Cosa non fanno le donne per migliorare la loro condizione generale e lavorativa, in particolare?
Un punto critico in cui le donne inciampano è la mancanza di cameratismo che, invece, appartiene all’universo maschile.
Perché le donne faticano a fare rete fra loro? Perché, a mio avviso, manca un’identità di genere, da intendersi come identità sociale legata al genere di appartenenza in cui riconoscersi e in cui ritrovarsi, pur mantenendo e rispettando le differenze individuali e le caratteristiche personali come anche i cambiamenti storico-sociali che si vengono a sviluppare.
Ho frequentato una scuola superiore ed una classe sostanzialmente di sole femmine (a parte un unico rappresentante maschile) e vi posso garantire che le differenze rispetto ad una classe mista, sono evidenti e tangibili: competitività, rivalità e individualismo.

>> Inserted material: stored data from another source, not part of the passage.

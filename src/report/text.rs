use crate::engine::DrillDown;
use crate::engine::filter::FilteredView;
use crate::model::config::EngineConfig;
use crate::model::outcomes::{Promiscuity, RankOutcome};
use crate::pipeline::stage1_protein::{ProteinSummary, ProteinView};
use crate::pipeline::stage2_ligand::LigandSummary;
use crate::pipeline::stage3_gen2_panel::Gen2Panel;
use crate::pipeline::stage4_gen2_ligand::Gen2LigandSummary;
use crate::report::{Table, bar_word};

const RULE: &str = "---------------------------------------------\n";

pub fn render_drilldown_text(drill: &DrillDown<'_>, config: &EngineConfig) -> String {
    let mut out = String::new();

    out.push_str("Ligand-Protein Interactions in Chemical Proteomics Screening\n");
    out.push_str("=============================================================\n\n");

    let summary = match &drill.protein {
        ProteinView::NoInteractions {
            accession,
            description,
            ..
        } => {
            out.push_str(&format!(
                "Selected protein: {}\n",
                description.as_deref().unwrap_or(accession)
            ));
            out.push_str(&format!(
                "We did not detect {accession} interacting with any ligand in our screen, try another protein.\n"
            ));
            return out;
        }
        ProteinView::Detected(summary) => summary,
    };

    render_protein(&mut out, summary, config);

    if let Some(ligand) = &drill.ligand {
        out.push('\n');
        render_ligand(&mut out, ligand, summary, config);
    }

    if let (Some(panel), Some(ligand)) = (&drill.gen2, &drill.ligand) {
        out.push('\n');
        out.push_str(RULE);
        render_gen2_panel(&mut out, panel, &ligand.frag_id, &summary.gene_name);
    }

    if let Some(gen2) = &drill.gen2_ligand {
        out.push('\n');
        render_gen2_ligand(&mut out, gen2, &summary.gene_name, config);
    }

    out
}

fn render_protein(out: &mut String, s: &ProteinSummary<'_>, config: &EngineConfig) {
    out.push_str(&format!(
        "Selected protein: {}\n",
        s.description.as_deref().unwrap_or(&s.accession)
    ));
    out.push_str(RULE);
    out.push_str(&format!(
        "First generation ligands (Gen1) that enrich {} over background\n",
        s.gene_name
    ));
    let best = match &s.best_ligand {
        Some(id) => format!("{id} is best hit."),
        None => "No hit.".to_string(),
    };
    out.push_str(&format!(
        "{} (out of {} screened) Gen1 ligands enrich {}. {}/{} ligands are labelled as hits by applying {} filter set (fS). {}\n",
        s.num_interactions,
        config.gen1_ligand_total,
        s.gene_name,
        s.reference_hit_count,
        s.num_interactions,
        bar_word(config.reference_filters.confidence),
        best
    ));
    if s.promiscuity.flagged {
        out.push_str(&format!(
            "{} is a promiscuous protein (hit/enriched ratio is {}%).\n",
            s.gene_name,
            format_percent(&s.promiscuity)
        ));
    }
    render_view_header(out, &s.view);
    out.push_str(&Table::protein_ligands(&s.view.rows).to_aligned());
}

fn render_ligand(
    out: &mut String,
    l: &LigandSummary<'_>,
    protein: &ProteinSummary<'_>,
    config: &EngineConfig,
) {
    out.push_str(&format!("Proteins enriched by {}\n", l.frag_id));
    out.push_str(&format!(
        "{} proteins were enriched by ligand {} (Fc compared to CRF control). {} of those proteins were labelled as hits by applying {} filter set (fS). {} {}\n",
        l.num_detected,
        l.frag_id,
        l.reference_hit_count,
        bar_word(config.reference_filters.confidence),
        best_sentence(&l.selected_rank),
        rank_sentence(&protein.gene_name, &l.selected_rank)
    ));
    if l.promiscuity.flagged {
        out.push_str(&format!(
            "{} is a promiscuous ligand (hit/enriched ratio is {}%).\n",
            l.frag_id,
            format_percent(&l.promiscuity)
        ));
    }
    render_view_header(out, &l.view);
    out.push_str(&Table::ligand_proteins(&l.view.rows).to_aligned());

    if l.mutual_top {
        let n = config.top_n;
        out.push_str(&format!(
            "\n{}-{} interaction: mutual top {n}\n",
            l.frag_id, protein.gene_name
        ));
        out.push_str(&format!(
            "{} is in top {n} Ligand hits for {}. {} is in top {n} Protein hits for {}.\n",
            l.frag_id, protein.gene_name, protein.gene_name, l.frag_id
        ));
    }
}

fn render_gen2_panel(out: &mut String, p: &Gen2Panel<'_>, gen1: &str, gene: &str) {
    out.push_str(&format!(
        "Second generation ligands (Gen2) of {gen1} that compete {gene}\n"
    ));
    out.push_str(&format!(
        "{} Gen2 ligands were screened in competition experiments against Gen1 ligand {}. {}/{} Gen2 ligands of {} pass low filter set (fS2).\n",
        p.num_gen2_ligands,
        gen1,
        p.hits.len(),
        p.num_gen2_ligands,
        gen1
    ));
    out.push_str("Hits (fS2 > 0)\n");
    if !p.hits.is_empty() {
        out.push_str(&Table::gen2_ligands(&p.hits).to_aligned());
    }
    out.push_str("Not hits (fS2 = 0)\n");
    out.push_str(&Table::gen2_ligands(&p.non_hits).to_aligned());
}

fn render_gen2_ligand(
    out: &mut String,
    g: &Gen2LigandSummary<'_>,
    gene: &str,
    config: &EngineConfig,
) {
    out.push_str(&format!("Proteins competed by {}\n", g.gen2_lig));
    out.push_str(&format!(
        "{} proteins were reduced in {} competition experiment (Fc compared to {} control). {} of those proteins are labelled as hits by applying {} filter set (fS2). {} {}\n",
        g.num_competed,
        g.gen2_lig,
        g.gen1_lig,
        g.reference_hit_count,
        bar_word(config.competition_reference_filters.confidence),
        best_sentence(&g.selected_rank),
        rank_sentence(gene, &g.selected_rank)
    ));
    if g.promiscuity.flagged {
        out.push_str(&format!(
            "{} competes broadly (hit/competed ratio is {}%).\n",
            g.gen2_lig,
            format_percent(&g.promiscuity)
        ));
    }
    render_view_header(out, &g.view);
    out.push_str(&Table::gen2_proteins(&g.view.rows).to_aligned());
}

fn render_view_header<R>(out: &mut String, view: &FilteredView<'_, R>) {
    if view.filters_cleared {
        out.push_str("No data to display with selected filters. Applied no filter.\n");
    }
    out.push_str(&format!("Filters: {}\n", view.applied));
}

fn best_sentence(rank: &RankOutcome) -> String {
    match &rank.best {
        Some(best) => format!("{} {} hit.", best, rank.best_text()),
        None => "No hit.".to_string(),
    }
}

fn rank_sentence(gene: &str, rank: &RankOutcome) -> String {
    match rank.rank {
        Some(r) => format!("{} {} {}.", gene, rank.status_text(), r),
        None => format!("{} {}.", gene, rank.status_text()),
    }
}

fn format_percent(p: &Promiscuity) -> String {
    format!("{:.1}", p.percent())
}

#[cfg(test)]
#[path = "../../tests/src_inline/report/text.rs"]
mod tests;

Tuttora rimango basita quando leggo e osservo polemiche di mamme contro altre mamme, perché magari compiono scelte di vita diverse o hanno approcci differenti nei confronti di figli e maternità (ultimo caso pubblico, quello di Michelle Hunziker). Mi stupisco nel vedere che anziché avere un atteggiamento empatico e di sensibilità verso altre che vivono situazioni simili (perché donne, perché mamme), la prima reazione è giudicante, critica e avversiva.
Tuttora si parla di “mamme casalinghe versus mamme lavoratrici”, come se fosse una battaglia in cui due schieramenti devono dimostrare quale sia il migliore o il più efficiente. Ma stiamo scherzando?!
Per non parlare di quello che avviene nell’ambiente di lavoro. Se pensate che siano solo gli uomini quelli che possono presentare atteggiamenti ostili nei confronti del gentil sesso, vi sbagliate. Non sono poche le testimonianze di donne, più o meno giovani, che mi riferiscono atteggiamenti critici, avversivi, escludenti e vessatori da parte di colleghe… Donne da cui ci si aspetterebbe un atteggiamento più comprensivo ed empatico, e che invece sono le prime a puntare il dito contro.
Una recente ricerca pubblicata sulla rivista HR Magazine, specializzata nelle Risorse Umane, conferma che i peggiori colleghi sono le donne.
Secondo il rapporto di Eurofond (2009), se il capo è donna, i dipendenti, sia maschi che femmine, si dicono più insoddisfatti, in quanto vi sarebbe minor comunicazione interna, maggiori pressioni dall’alto e, dato sorprendente, anche un maggior numero di casi di bullismo.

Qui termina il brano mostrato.